Наивно было предполагать, что Диаров, обладая такой властью, пойдет на распыление мэнээсовских сил. Он, и только он, хотел формулировать для молодых ученых общую задачу, и только он желал выполнять на станции обязанности коренной лошади. Всем остальным отводилась роль пристяжных. Исходя из этого, Диаров сам занимался подбором кадров, регулируя движение, как виртуозный уличный постовой. Однажды ему понадобился геофизик. Игнатьев нашел очень способного ученого, некоего Веретишина, но институт его не утвердил. Почему? Потому что у Веретишина были самостоятельные идеи и планы, о них узнал Диаров, и вот вам результат.
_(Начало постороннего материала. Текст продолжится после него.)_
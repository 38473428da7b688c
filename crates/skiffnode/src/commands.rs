//! Executor for panel-issued commands delivered on heartbeat responses.
//!
//! Commands run sequentially, each under its server-assigned timeout; the
//! result is posted back to the panel by the caller.

use serde_json::json;
use std::time::{Duration, Instant};
use tokio::sync::{Mutex, Notify};
use tracing::info;

use skiff_proto::{CommandEnvelope, CommandKind, CommandReport};

use crate::forwarder::ForwarderManager;

/// Lines returned by the tail-logs command.
const TAIL_LINES: usize = 100;

pub async fn execute_command(
    envelope: &CommandEnvelope,
    manager: &Mutex<ForwarderManager>,
    sync_notify: &Notify,
) -> CommandReport {
    let started = Instant::now();
    let timeout = Duration::from_secs(envelope.timeout_secs.max(1));
    info!(command = %envelope.id, kind = %envelope.kind, "executing command");

    let result = tokio::time::timeout(timeout, run(envelope.kind, manager, sync_notify)).await;

    let (success, output, error) = match result {
        Ok(Ok(output)) => (true, Some(output), None),
        Ok(Err(message)) => (false, None, Some(message)),
        Err(_) => (
            false,
            None,
            Some(format!("command timed out after {}s", timeout.as_secs())),
        ),
    };

    CommandReport {
        command_id: envelope.id.clone(),
        success,
        output,
        error,
        duration_ms: started.elapsed().as_millis() as u64,
    }
}

async fn run(
    kind: CommandKind,
    manager: &Mutex<ForwarderManager>,
    sync_notify: &Notify,
) -> Result<serde_json::Value, String> {
    match kind {
        CommandKind::RestartForwarder => {
            let mut manager = manager.lock().await;
            manager.restart().await.map_err(|e| e.to_string())?;
            Ok(json!({ "restarted": true }))
        }
        CommandKind::ReloadConfig => {
            // Wake the sync task; it pulls and applies the latest config.
            sync_notify.notify_one();
            Ok(json!({ "sync_requested": true }))
        }
        CommandKind::RunDiagnostic => {
            let mut manager = manager.lock().await;
            let alive = manager.is_alive();
            let settings = manager.settings();
            Ok(json!({
                "forwarder_alive": alive,
                "binary_present": settings.binary_path.exists(),
                "config_present": settings.config_path.exists(),
                "applied_fingerprint": manager.last_applied_fingerprint(),
                "agent_version": env!("CARGO_PKG_VERSION"),
            }))
        }
        CommandKind::TailLogs => {
            let manager = manager.lock().await;
            let Some(log_path) = manager.settings().log_path.clone() else {
                return Err("forwarder.log_path is not configured".to_string());
            };
            drop(manager);
            let content =
                tokio::fs::read_to_string(&log_path).await.map_err(|e| e.to_string())?;
            Ok(json!({ "lines": tail_lines(&content, TAIL_LINES) }))
        }
    }
}

fn tail_lines(content: &str, n: usize) -> Vec<String> {
    let lines: Vec<&str> = content.lines().collect();
    lines
        .iter()
        .skip(lines.len().saturating_sub(n))
        .map(|l| l.to_string())
        .collect()
}

#[cfg(test)]
mod tests {
    use super::*;
    use crate::forwarder::ForwarderSettings;
    use chrono::Utc;
    use std::path::Path;

    fn envelope(kind: CommandKind, timeout_secs: u64) -> CommandEnvelope {
        CommandEnvelope {
            id: "cmd-1".to_string(),
            kind,
            issued_at: Utc::now(),
            timeout_secs,
        }
    }

    fn manager(dir: &Path, log_path: Option<std::path::PathBuf>) -> Mutex<ForwarderManager> {
        Mutex::new(ForwarderManager::new(ForwarderSettings {
            binary_path: dir.join("missing-forwarder"),
            config_path: dir.join("forwarder.json"),
            backup_dir: dir.join("backups"),
            download_url: None,
            log_path,
            restart_window: Duration::from_millis(200),
            probe_window: Duration::from_millis(100),
            backup_retain: 3,
            state_file: dir.join("applied-fingerprint"),
        }))
    }

    #[test]
    fn test_tail_lines() {
        let content = (1..=150).map(|i| format!("line {i}")).collect::<Vec<_>>().join("\n");
        let tail = tail_lines(&content, 100);
        assert_eq!(tail.len(), 100);
        assert_eq!(tail[0], "line 51");
        assert_eq!(tail[99], "line 150");

        assert_eq!(tail_lines("a\nb", 100), vec!["a", "b"]);
    }

    #[tokio::test]
    async fn test_reload_config_wakes_sync_task() {
        let dir = tempfile::tempdir().expect("tempdir");
        let manager = manager(dir.path(), None);
        let notify = Notify::new();

        let report = execute_command(&envelope(CommandKind::ReloadConfig, 10), &manager, &notify).await;
        assert!(report.success);
        assert_eq!(report.output.expect("output")["sync_requested"], true);
        // The notification is pending for the sync task.
        tokio::time::timeout(Duration::from_millis(50), notify.notified())
            .await
            .expect("notified");
    }

    #[tokio::test]
    async fn test_diagnostic_reports_missing_binary() {
        let dir = tempfile::tempdir().expect("tempdir");
        let manager = manager(dir.path(), None);
        let notify = Notify::new();

        let report =
            execute_command(&envelope(CommandKind::RunDiagnostic, 10), &manager, &notify).await;
        assert!(report.success);
        let output = report.output.expect("output");
        assert_eq!(output["forwarder_alive"], false);
        assert_eq!(output["binary_present"], false);
    }

    #[tokio::test]
    async fn test_restart_failure_is_reported_not_fatal() {
        let dir = tempfile::tempdir().expect("tempdir");
        let manager = manager(dir.path(), None);
        let notify = Notify::new();

        let report =
            execute_command(&envelope(CommandKind::RestartForwarder, 10), &manager, &notify).await;
        assert!(!report.success);
        assert!(report.error.expect("error").contains("binary"));
    }

    #[tokio::test]
    async fn test_tail_logs_reads_configured_file() {
        let dir = tempfile::tempdir().expect("tempdir");
        let log_path = dir.path().join("forwarder.log");
        std::fs::write(&log_path, "alpha\nbeta\ngamma\n").expect("write");
        let manager = manager(dir.path(), Some(log_path));
        let notify = Notify::new();

        let report = execute_command(&envelope(CommandKind::TailLogs, 10), &manager, &notify).await;
        assert!(report.success);
        let lines = report.output.expect("output")["lines"].clone();
        assert_eq!(lines.as_array().expect("lines").len(), 3);
        assert_eq!(lines[2], "gamma");
    }

    #[tokio::test]
    async fn test_tail_logs_without_path_fails_cleanly() {
        let dir = tempfile::tempdir().expect("tempdir");
        let manager = manager(dir.path(), None);
        let notify = Notify::new();

        let report = execute_command(&envelope(CommandKind::TailLogs, 10), &manager, &notify).await;
        assert!(!report.success);
        assert!(report.error.expect("error").contains("log_path"));
    }
}
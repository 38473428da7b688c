//! SQLite-backed store for the Skiff panel.
//!
//! Owns every persistent entity (nodes, tokens, users, proxies,
//! assignments, traffic, health samples, commands), the forward-only
//! migration chain, and the per-node render-invalidation registry that the
//! config renderer consults for cache coherence.

#![forbid(unsafe_code)]

pub mod records;

use chrono::{DateTime, Utc};
use parking_lot::RwLock;
use sqlx::sqlite::{SqliteConnectOptions, SqlitePool, SqlitePoolOptions};
use std::collections::HashMap;
use std::str::FromStr;
use std::sync::Arc;
use tracing::{debug, info, warn};
use uuid::Uuid;

use skiff_proto::{CommandKind, CommandStatus, NodeStatus};

pub use records::{
    AssignmentRecord, CommandRecord, NewNode, NewProxy, NewUser, NodeHealthRecord, NodeRecord,
    NodeTokenRecord, ProxyRecord, TrafficSampleRecord, UserRecord,
};

// ─── Errors ───────────────────────────────────────────────────────────────────

#[derive(Debug, thiserror::Error)]
pub enum StoreError {
    /// Transient failure; callers in background loops retry with backoff.
    #[error("store unavailable: {0}")]
    Unavailable(#[from] sqlx::Error),

    /// The database was written by a newer binary. Fatal at startup.
    #[error("schema version {found} is newer than the supported {expected}")]
    SchemaMismatch { found: i64, expected: i64 },

    #[error("migration v{version} failed: {source}")]
    Migration { version: i64, source: sqlx::Error },
}

impl StoreError {
    pub fn is_retryable(&self) -> bool {
        matches!(self, Self::Unavailable(_))
    }
}

pub type Result<T> = std::result::Result<T, StoreError>;

// ─── Migrations ───────────────────────────────────────────────────────────────

/// Forward-only migration chain. Never edit a shipped entry; append.
const MIGRATIONS: &[(i64, &str)] = &[
    (
        1,
        r#"
        CREATE TABLE nodes (
            id                TEXT PRIMARY KEY,
            display_name      TEXT NOT NULL,
            host              TEXT NOT NULL,
            port              INTEGER NOT NULL,
            region            TEXT NOT NULL DEFAULT '',
            weight            INTEGER NOT NULL DEFAULT 1,
            max_users         INTEGER NOT NULL DEFAULT 0,
            tags              TEXT NOT NULL DEFAULT '[]',
            status            TEXT NOT NULL DEFAULT 'offline',
            metrics_enabled   INTEGER NOT NULL DEFAULT 0,
            last_heartbeat_at TEXT,
            created_at        TEXT NOT NULL
        );
        CREATE TABLE node_tokens (
            id          TEXT PRIMARY KEY,
            node_id     TEXT NOT NULL REFERENCES nodes(id),
            secret_hash TEXT NOT NULL,
            fingerprint TEXT NOT NULL,
            issued_at   TEXT NOT NULL,
            expires_at  TEXT,
            revoked_at  TEXT
        );
        CREATE UNIQUE INDEX idx_node_tokens_live ON node_tokens(node_id) WHERE revoked_at IS NULL;
        CREATE INDEX idx_node_tokens_hash ON node_tokens(secret_hash);
        CREATE TABLE users (
            id                  TEXT PRIMARY KEY,
            traffic_limit_bytes INTEGER NOT NULL DEFAULT 0,
            expires_at          TEXT,
            enabled             INTEGER NOT NULL DEFAULT 1,
            created_at          TEXT NOT NULL
        );
        CREATE TABLE proxies (
            id          TEXT PRIMARY KEY,
            user_id     TEXT NOT NULL REFERENCES users(id),
            node_id     TEXT REFERENCES nodes(id),
            protocol    TEXT NOT NULL,
            listen_port INTEGER NOT NULL,
            settings    TEXT NOT NULL DEFAULT '{}',
            enabled     INTEGER NOT NULL DEFAULT 1,
            created_at  TEXT NOT NULL
        );
        CREATE INDEX idx_proxies_node_enabled ON proxies(node_id, enabled);
        CREATE TABLE user_node_assignments (
            user_id    TEXT NOT NULL REFERENCES users(id),
            node_id    TEXT NOT NULL REFERENCES nodes(id),
            created_at TEXT NOT NULL,
            PRIMARY KEY (user_id, node_id)
        );
        CREATE INDEX idx_assignments_node ON user_node_assignments(node_id);
        "#,
    ),
    (
        2,
        r#"
        CREATE TABLE traffic_samples (
            id          TEXT PRIMARY KEY,
            user_id     TEXT NOT NULL,
            node_id     TEXT NOT NULL,
            proxy_id    TEXT,
            up_bytes    INTEGER NOT NULL,
            down_bytes  INTEGER NOT NULL,
            recorded_at TEXT NOT NULL
        );
        CREATE INDEX idx_traffic_user_time ON traffic_samples(user_id, recorded_at);
        CREATE INDEX idx_traffic_node_time ON traffic_samples(node_id, recorded_at);
        CREATE TABLE traffic_batches (
            node_id     TEXT NOT NULL,
            batch_id    TEXT NOT NULL,
            received_at TEXT NOT NULL,
            PRIMARY KEY (node_id, batch_id)
        );
        "#,
    ),
    (
        3,
        r#"
        CREATE TABLE node_health (
            id               INTEGER PRIMARY KEY AUTOINCREMENT,
            node_id          TEXT NOT NULL,
            t                TEXT NOT NULL,
            cpu_pct          REAL NOT NULL,
            mem_pct          REAL NOT NULL,
            disk_pct         REAL NOT NULL,
            active_conns     INTEGER NOT NULL,
            up_delta_bytes   INTEGER NOT NULL,
            down_delta_bytes INTEGER NOT NULL,
            forwarder_alive  INTEGER NOT NULL
        );
        CREATE INDEX idx_node_health_node_time ON node_health(node_id, t);
        "#,
    ),
    (
        4,
        r#"
        CREATE TABLE commands (
            id           TEXT PRIMARY KEY,
            node_id      TEXT NOT NULL,
            kind         TEXT NOT NULL,
            status       TEXT NOT NULL DEFAULT 'queued',
            attempts     INTEGER NOT NULL DEFAULT 0,
            timeout_secs INTEGER NOT NULL DEFAULT 120,
            queued_at    TEXT NOT NULL,
            delivered_at TEXT,
            completed_at TEXT,
            success      INTEGER,
            output       TEXT,
            error        TEXT
        );
        CREATE INDEX idx_commands_node_status ON commands(node_id, status);
        "#,
    ),
];

/// Latest schema version this binary understands.
pub fn latest_schema_version() -> i64 {
    MIGRATIONS.last().map(|(v, _)| *v).unwrap_or(0)
}

/// Apply pending migrations, one transaction each.
pub async fn migrate(pool: &SqlitePool) -> Result<i64> {
    sqlx::query(
        "CREATE TABLE IF NOT EXISTS schema_version (version INTEGER PRIMARY KEY, applied_at TEXT NOT NULL)",
    )
    .execute(pool)
    .await?;

    let current: i64 = sqlx::query_scalar("SELECT COALESCE(MAX(version), 0) FROM schema_version")
        .fetch_one(pool)
        .await?;

    let expected = latest_schema_version();
    if current > expected {
        return Err(StoreError::SchemaMismatch {
            found: current,
            expected,
        });
    }

    for (version, sql) in MIGRATIONS.iter().filter(|(v, _)| *v > current) {
        let mut tx = pool.begin().await?;
        sqlx::raw_sql(*sql)
            .execute(&mut *tx)
            .await
            .map_err(|source| StoreError::Migration {
                version: *version,
                source,
            })?;
        sqlx::query("INSERT INTO schema_version (version, applied_at) VALUES (?, ?)")
            .bind(version)
            .bind(Utc::now())
            .execute(&mut *tx)
            .await?;
        tx.commit().await?;
        info!(version, "applied schema migration");
    }

    Ok(expected)
}

// ─── Render invalidation registry ─────────────────────────────────────────────

/// Per-node generation counters, bumped synchronously after every committed
/// write touching a node's rendered inputs. The renderer caches against the
/// generation it rendered at.
#[derive(Default)]
pub struct RenderInvalidations {
    generations: RwLock<HashMap<String, u64>>,
}

impl RenderInvalidations {
    pub fn generation(&self, node_id: &str) -> u64 {
        self.generations.read().get(node_id).copied().unwrap_or(0)
    }

    fn bump(&self, node_id: &str) {
        let mut map = self.generations.write();
        let g = map.entry(node_id.to_string()).or_insert(0);
        *g += 1;
        debug!(node = %node_id, generation = *g, "render inputs invalidated");
    }
}

// ─── Status counts ────────────────────────────────────────────────────────────

#[derive(Debug, Clone, Copy, Default, PartialEq, Eq, serde::Serialize, serde::Deserialize)]
pub struct StatusCounts {
    pub total: u32,
    pub online: u32,
    pub degraded: u32,
    pub offline: u32,
    pub unknown: u32,
}

#[derive(Debug, Clone, Copy, Default, PartialEq, Eq)]
pub struct CommandSweep {
    pub requeued: u32,
    pub expired: u32,
}

// ─── Store ────────────────────────────────────────────────────────────────────

/// Handle to the panel database. Cheap to clone.
#[derive(Clone)]
pub struct Store {
    pool: SqlitePool,
    invalidations: Arc<RenderInvalidations>,
}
Одновременно с Веретишиным Игнатьев, кстати, представил на утверждение нашу четверку: Карпова, Рыкчуна, Григо и Гурышева. Все они, хоть и со скрипом, Диарову подошли: Гурышев был человеком спокойным, Григо — женщиной, с которой взятки гладки, а Карпову и Рыкчуну шеф собирался дать темы, которые уложились бы в русло его диссертации. Кроме того, Диаров учитывал, что мэнээсы молоды и как ученые еще не конкурентоспособны, не то что Веретишин, имевший к тому времени около сотни опубликованных работ и почти готовую диссертацию. Еще до официального утверждения мэнээсов институтом Игнатьев, отлично зная все эти «правила движения», рискнул за счет станции заказать Рыкчуну сапоги сорок седьмого размера: риск был оправданным, Рыкчуна утвердили.
Через месяц институт по настоянию Диарова закрыл «малоперспективные» темы, посчитав таковыми те, что не работали на «развитие озер», — возможно, руководители института исходили из желания получить от «мерзлотки» хотя бы одну реальную синицу, чем разрешить ей гонять в небе много абстрактных журавлей.
Самостоятельность мэнээсов полетела ко всем чертям. Повезло только Карпову, хотя он сам был автором собственного везения. Все полтора месяца, которые прошли с момента приезда мэнээсов до окончательного утверждения тематического плана, он работал, не зная отдыха, и ухитрился истратить по своей теме семь с половиной тысяч станционных рублей на одно лишь бурение, не считая зарплаты рабочим и лаборантам. Игнатьев за голову схватился, когда бухгалтер представил ему отчет. И волей-неволей пришлось позволить Карпову довести его дело до конца, то есть дать ему самостоятельность. Диаров был весьма опечален этим обстоятельством, так как, присмотревшись к мэнээсам, рассчитывал более всего на помощь Карпова. Зато тем строже и решительней он пресек попытки остальных вырваться на свободу. Отныне им суждено было в качестве пристяжных работать на подхвате, выполняя отдельные поручения шефа: то делать разработки по снегу, то заниматься солифлюкцией, то наблюдать температурный режим, то изучать геологические колонки. А Марину Григо он вообще усадил на два месяца писать историю станции, и она, кипя и возмущаясь, ее написала, хотя рукопись потом забрал механик Петрович, многочисленным детям которого поручили изготовить из бумаги украшения для новогодней елки.